Otenzepad shows two populations of binding sites in human gastric smooth muscle.

Abstract

Cholinergic agonists and antagonists frequently used for gastrointestinal motility disorders often produce adverse effects. A possible explanation for this is the presence of similar muscarinic receptor subtypes on smooth muscle from different gastrointestinal organs. The aim of this study was to characterize muscarinic receptor subtypes in human gastric smooth muscle with receptor binding methods. N-[3H]Methylscopolamine ([3H]NMS) saturation experiments showed a homogeneous population of noninteracting binding sites (KD = 0.76 +/- 0.07 nM, Bmax = 46.94 +/- 3.69 fmol/mg of tissue protein, nH = 0.99 +/- 0.01). The rank order of inhibition of [3H]NMS binding by nonlabelled compounds was atropine >> otenzepad >> pirenzepine.

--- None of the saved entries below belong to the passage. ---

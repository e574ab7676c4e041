//! Simulation state and core types
//!
//! One `SimState` per session. It is owned by the session and only mutated
//! inside `Simulation::tick`.

use glam::Vec2;
use rand::SeedableRng;
use rand_pcg::Pcg32;
use serde::{Deserialize, Serialize};

use super::collision::{Aabb, clamp_to_board};
use super::difficulty::{DifficultyCurve, Progression};
use super::entity::{EntityStore, MoverKind, PickupKind};
use super::scoring::ScoreKeeper;
use crate::consts::{BOARD_HEIGHT, BOARD_WIDTH};
use crate::input::ShotKind;

/// Session lifecycle
#[derive(Debug, Clone, Copy, PartialEq, Eq, Serialize, Deserialize)]
pub enum GamePhase {
    /// No loop running, state at defaults
    Idle,
    /// Loop running, input accepted
    Playing,
    /// Session ended, score submitted
    GameOver,
}

/// Logical board size
#[derive(Debug, Clone, Copy, PartialEq, Serialize, Deserialize)]
pub struct Board {
    pub width: f32,
    pub height: f32,
}

impl Default for Board {
    fn default() -> Self {
        Self {
            width: BOARD_WIDTH,
            height: BOARD_HEIGHT,
        }
    }
}

impl Board {
    pub fn contains(&self, p: Vec2) -> bool {
        p.x >= 0.0 && p.x <= self.width && p.y >= 0.0 && p.y <= self.height
    }

    pub fn clamp(&self, p: Vec2) -> Vec2 {
        clamp_to_board(p, self.width, self.height)
    }

    pub fn center(&self) -> Vec2 {
        Vec2::new(self.width * 0.5, self.height * 0.5)
    }
}

/// The player-controlled body: paddle, ship or batsman
#[derive(Debug, Clone, Copy, PartialEq, Serialize, Deserialize)]
pub struct Avatar {
    pub pos: Vec2,
    pub half: Vec2,
    /// Keyboard movement speed (units/s)
    pub speed: f32,
}

impl Avatar {
    pub fn new(pos: Vec2, half: Vec2, speed: f32) -> Self {
        Self { pos, half, speed }
    }

    pub fn aabb(&self) -> Aabb {
        Aabb::from_center(self.pos, self.half)
    }

    pub fn top(&self) -> f32 {
        self.pos.y - self.half.y
    }

    /// Jump horizontally to `x`, kept fully on the board
    pub fn move_to_x(&mut self, x: f32, board: &Board) {
        let lo = self.half.x.min(board.width * 0.5);
        let hi = (board.width - self.half.x).max(lo);
        self.pos.x = x.clamp(lo, hi);
    }

    /// Keyboard movement: `steer` in [-1, 1]
    pub fn nudge(&mut self, steer: f32, dt: f32, board: &Board) {
        let x = self.pos.x + steer.clamp(-1.0, 1.0) * self.speed * dt;
        self.move_to_x(x, board);
    }
}

/// Discrete cricket outcomes, ordered from worst to best
#[derive(Debug, Clone, Copy, PartialEq, Eq, Serialize, Deserialize)]
pub enum ShotOutcome {
    /// Delivery hit the stumps without a swing
    Bowled,
    /// Swing found a fielder
    Caught,
    /// No swing, ball went past
    Missed,
    Dot,
    Single,
    Double,
    Four,
    Six,
}

impl ShotOutcome {
    pub fn runs(&self) -> u32 {
        match self {
            ShotOutcome::Single => 1,
            ShotOutcome::Double => 2,
            ShotOutcome::Four => 4,
            ShotOutcome::Six => 6,
            _ => 0,
        }
    }

    pub fn is_wicket(&self) -> bool {
        matches!(self, ShotOutcome::Bowled | ShotOutcome::Caught)
    }

    /// Reaches the rope (worth a celebration)
    pub fn is_boundary(&self) -> bool {
        matches!(self, ShotOutcome::Four | ShotOutcome::Six)
    }
}

/// Things that happened during a tick
#[derive(Debug, Clone, Copy, PartialEq, Serialize, Deserialize)]
pub enum GameEvent {
    /// Attached ball(s) launched
    Launched,
    /// Player shot fired
    Fired,
    /// Mover reflected off a wall
    WallBounce { pos: Vec2 },
    /// Ball bounced off the paddle at offset -1..1
    AvatarBounce { pos: Vec2, offset: f32 },
    /// Obstacle damaged but still standing
    ObstacleHit { id: u32, pos: Vec2 },
    /// Obstacle destroyed
    ObstacleDestroyed { id: u32, tier: u8, pos: Vec2 },
    /// Mover crossed its loss edge
    Lost { id: u32, kind: MoverKind, pos: Vec2 },
    /// Mover or pickup left through a quiet edge
    Expired {
        id: u32,
        kind: Option<MoverKind>,
        pos: Vec2,
    },
    /// Avatar took a hit
    AvatarStruck { pos: Vec2 },
    PickupSpawned { kind: PickupKind, pos: Vec2 },
    PickupCollected { kind: PickupKind, pos: Vec2 },
    /// Cricket delivery resolved
    Delivery {
        outcome: ShotOutcome,
        shot: Option<ShotKind>,
        quality: f32,
        pos: Vec2,
    },
    /// Clear condition met; `level` is the new progression level
    Cleared { level: u32 },
    /// Enemies reached the avatar row
    Breach,
}

/// Complete state of one session
#[derive(Debug, Clone)]
pub struct SimState {
    /// Session seed
    pub seed: u64,
    pub board: Board,
    pub phase: GamePhase,
    /// Simulation tick counter
    pub time_ticks: u64,
    /// Lives or wickets remaining
    pub lives: u32,
    pub scoring: ScoreKeeper,
    pub progression: Progression,
    pub avatar: Avatar,
    pub entities: EntityStore,
    /// Events of the most recent tick
    pub events: Vec<GameEvent>,
    /// Gameplay RNG (particles use their own stream)
    pub rng: Pcg32,
}

impl SimState {
    /// Fresh state in `Idle` with the given seed
    pub fn new(seed: u64, board: Board, curve: DifficultyCurve) -> Self {
        Self {
            seed,
            board,
            phase: GamePhase::Idle,
            time_ticks: 0,
            lives: 0,
            scoring: ScoreKeeper::new(),
            progression: Progression::new(curve),
            avatar: Avatar::new(
                Vec2::new(board.width * 0.5, board.height - 40.0),
                Vec2::new(40.0, 6.0),
                400.0,
            ),
            entities: EntityStore::new(),
            events: Vec::new(),
            rng: Pcg32::seed_from_u64(seed),
        }
    }

    pub fn score(&self) -> u64 {
        self.scoring.score()
    }

    pub fn combo(&self) -> u32 {
        self.scoring.combo()
    }

    pub fn level(&self) -> u32 {
        self.progression.level()
    }

    pub fn difficulty(&self) -> f32 {
        self.progression.difficulty()
    }

    /// Seconds of simulated time
    pub fn elapsed_secs(&self) -> f32 {
        self.time_ticks as f32 * crate::consts::SIM_DT
    }

    /// Decrement lives, saturating at zero
    pub fn lose_life(&mut self) {
        self.lives = self.lives.saturating_sub(1);
    }

    pub fn push_event(&mut self, event: GameEvent) {
        self.events.push(event);
    }
}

Atropine and pirenzepine bound to a homogeneous population of binding sites. The inhibition of [3H]NMS binding by otenzepad showed two populations of receptors (nH < 1, p < 0.01), whose apparent Ki1 of 298 +/- 40 nM and apparent Ki2 of 3.463 +/- 0.62 mM were similar to those reported for the M2 and M3 muscarinic receptor subtypes. The M2 subtype was the more abundant of the two, representing 79.12 +/- 5.48% of the total population. We conclude that two muscarinic receptor subpopulations similar to the M2 and M3 subtypes are present in human gastric smooth muscle and that the M2-like receptor is the more abundant of the two.